In fact it is best to perform the entire deconvolution process of the reference time-point locally and transfer the results to the cluster. First of all its good to experiment with the number of iterations and to look at what the deconvolution does to the data. Second, since on the cluster we are applying the downscaling to ALL the time-points - this includes the reference to which we applied the transformation on our local machine (see tip above). Therefore the reference time-point ends up downscaled twice. If you don’t get it - call me ;-).
In order to deconvolve full resolution data, no need to do the previous step however the pre-concatenation macro MUST BE commented out in the deconvolution script. Otherwise things will get really weird!
Multiview deconvolution on GPU
Coming soon.
3D rendering
Finally we want generate a beautiful 3D rendering of the downsampled, fused data and run it as movies at conferences… ;-).
The preparation phase of 3D rendering is a bit more complicated.

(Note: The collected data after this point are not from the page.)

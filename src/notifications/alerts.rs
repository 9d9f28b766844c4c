use crate::utils::current_timestamp;
use log::{error, warn};
use serde::{Deserialize, Serialize};
use std::collections::VecDeque;
use std::fmt;
use std::sync::mpsc::{self, Sender};
use std::sync::{Arc, Mutex};
use std::thread::{self, JoinHandle};
use uuid::Uuid;

#[derive(Debug, Clone, Copy, PartialEq, Eq, Hash, Serialize, Deserialize)]
#[serde(rename_all = "SCREAMING_SNAKE_CASE")]
pub enum AlertKind {
    DoubleSpend,
    ChainInvalid,
    Reorg,
}

impl fmt::Display for AlertKind {
    fn fmt(&self, f: &mut fmt::Formatter<'_>) -> fmt::Result {
        match self {
            AlertKind::DoubleSpend => write!(f, "DOUBLE_SPEND"),
            AlertKind::ChainInvalid => write!(f, "CHAIN_INVALID"),
            AlertKind::Reorg => write!(f, "REORG"),
        }
    }
}

#[derive(Debug, Clone, PartialEq, Eq, Serialize, Deserialize)]
pub struct Alert {
    pub id: Uuid,
    pub kind: AlertKind,
    pub detail: String,
    /// Milliseconds since the Unix epoch, 0 if the clock was unreadable
    pub timestamp: i64,
}

impl Alert {
    pub fn new(kind: AlertKind, detail: &str) -> Alert {
        Alert {
            id: Uuid::new_v4(),
            kind,
            detail: detail.to_string(),
            timestamp: current_timestamp().unwrap_or(0),
        }
    }
}

/// Receiver of ledger alerts.
pub trait AlertSink: Send + Sync {
    fn notify(&self, kind: AlertKind, detail: &str);
}

/// Drops every alert.
#[derive(Debug, Default, Clone, Copy)]
pub struct NullAlertSink;

impl AlertSink for NullAlertSink {
    fn notify(&self, _kind: AlertKind, _detail: &str) {}
}

/// Bounded in-memory alert history. Oldest alerts are evicted first.
pub struct AlertLog {
    capacity: usize,
    history: Mutex<VecDeque<Alert>>,
}

impl AlertLog {
    pub fn new(capacity: usize) -> AlertLog {
        AlertLog {
            capacity: capacity.max(1),
            history: Mutex::new(VecDeque::new()),
        }
    }

    pub fn record(&self, alert: Alert) {
        warn!("[{}] {}", alert.kind, alert.detail);
        match self.history.lock() {
            Ok(mut history) => {
                if history.len() == self.capacity {
                    history.pop_front();
                }
                history.push_back(alert);
            }
            Err(_) => {
                error!("Failed to acquire lock on alert history");
            }
        }
    }

    pub fn history(&self) -> Vec<Alert> {
        match self.history.lock() {
            Ok(history) => history.iter().cloned().collect(),
            Err(_) => {
                error!("Failed to acquire lock on alert history");
                Vec::new()
            }
        }
    }

    pub fn count(&self, kind: AlertKind) -> usize {
        match self.history.lock() {
            Ok(history) => history.iter().filter(|alert| alert.kind == kind).count(),
            Err(_) => {
                error!("Failed to acquire lock on alert history");
                0
            }
        }
    }

    pub fn len(&self) -> usize {
        self.history.lock().map(|history| history.len()).unwrap_or(0)
    }

    pub fn is_empty(&self) -> bool {
        self.len() == 0
    }
}

impl AlertSink for AlertLog {
    fn notify(&self, kind: AlertKind, detail: &str) {
        self.record(Alert::new(kind, detail));
    }
}

/// Sending half handed to the ledger. `notify` only queues the alert.
#[derive(Clone)]
pub struct ChannelAlertSink {
    sender: Arc<Mutex<Sender<Alert>>>,
}

impl AlertSink for ChannelAlertSink {
    fn notify(&self, kind: AlertKind, detail: &str) {
        let alert = Alert::new(kind, detail);
        let sent = match self.sender.lock() {
            Ok(sender) => sender.send(alert).is_ok(),
            Err(_) => false,
        };
        if !sent {
            warn!("Alert dropped, delivery thread is gone: [{kind}] {detail}");
        }
    }
}

/// Alerts delivered to an `AlertLog` by a dedicated thread.
///
/// The thread exits once every `ChannelAlertSink` and the system itself are
/// dropped.
pub struct AlertSystem {
    log: Arc<AlertLog>,
    sender: Option<Sender<Alert>>,
    handle: Option<JoinHandle<()>>,
}

impl AlertSystem {
    pub fn start(capacity: usize) -> AlertSystem {
        let log = Arc::new(AlertLog::new(capacity));
        let (sender, receiver) = mpsc::channel::<Alert>();
        let worker_log = Arc::clone(&log);
        let handle = thread::Builder::new()
            .name("alerts".to_string())
            .spawn(move || {
                for alert in receiver {
                    worker_log.record(alert);
                }
            });
        let handle = match handle {
            Ok(handle) => Some(handle),
            Err(e) => {
                error!("Failed to spawn alert thread: {e}");
                None
            }
        };
        AlertSystem {
            log,
            sender: Some(sender),
            handle,
        }
    }

    pub fn sink(&self) -> Arc<dyn AlertSink> {
        match &self.sender {
            Some(sender) if self.handle.is_some() => {
                let sink: Arc<dyn AlertSink> = Arc::new(ChannelAlertSink {
                    sender: Arc::new(Mutex::new(sender.clone())),
                });
                sink
            }
            // No delivery thread: record synchronously instead of losing alerts
            _ => {
                let sink: Arc<dyn AlertSink> = self.log.clone();
                sink
            }
        }
    }

    pub fn log(&self) -> Arc<AlertLog> {
        Arc::clone(&self.log)
    }
}

impl Drop for AlertSystem {
    fn drop(&mut self) {
        self.sender.take();
        // Sinks still held elsewhere keep the channel open, so the thread is
        // detached rather than joined.
        self.handle.take();
    }
}
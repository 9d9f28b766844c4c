//! Utility functions and helpers
//!
//! Hashing, timestamps, key handling and encoding helpers shared by the
//! ledger, wallet and storage modules.

pub mod crypto;
pub mod serialization;

pub use crypto::{
    base58_decode, base58_encode, current_timestamp, ecdsa_p256_sha256_sign_digest,
    ecdsa_p256_sha256_sign_verify, new_key_pair, ripemd160_digest, sha256_digest, sha256_hex,
};

pub use serialization::{deserialize, serialize};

We will use the interactive Stack Rotation plugin to position the specimen the way we want to render it and then send it to 3DViewer plugin. Here is the recipe:
Open fused image stack and launch Interactive Stack Rotation plugin (Plugins › Transform › Interactive Stack Rotation). Note: Familiarize yourself with the keystrokes that navigate the Interactive Stack Rotation. This is an extremely powerful way of looking at nearly isotropic 3D data coming from SPIM. More advanced version honoring these keystroke conventions is coming to Fiji soon (by Tobias Pietzsch).
Use the key commands to rotate the specimen into the position from which you want to 3D render it. Note that the top slice with the lower z-index will be facing towards you when rendering in 3d Viewer.
Record the transform by pressing E. The transformation matrix will appear in the Fiji log window.
Copy the transform into the render.bsh script shown below into line 41 (read the comments if unsure).
Press ↵ Enter to apply the transformation to the stack.
Now use the rectangle tool to define a crop area that will include the specimen with minimal background. Write down the x,ycoordinates width and height of the crop area and paste them into the render.bsh script (line 128). Note: A more efficient way to capture the numbers is to start macro record before and simply copy and paste them from the macro recorder window.
Apply crop (Image › Crop).
Determine the z-index where the specimen starts and ends and paste them into the render.bsh script (line 131).
Run Duplicate command (Image › Duplicate) and enter the z-index as range (for example 20-200). A tightly cropped specimen stack should be the result of this series of operations.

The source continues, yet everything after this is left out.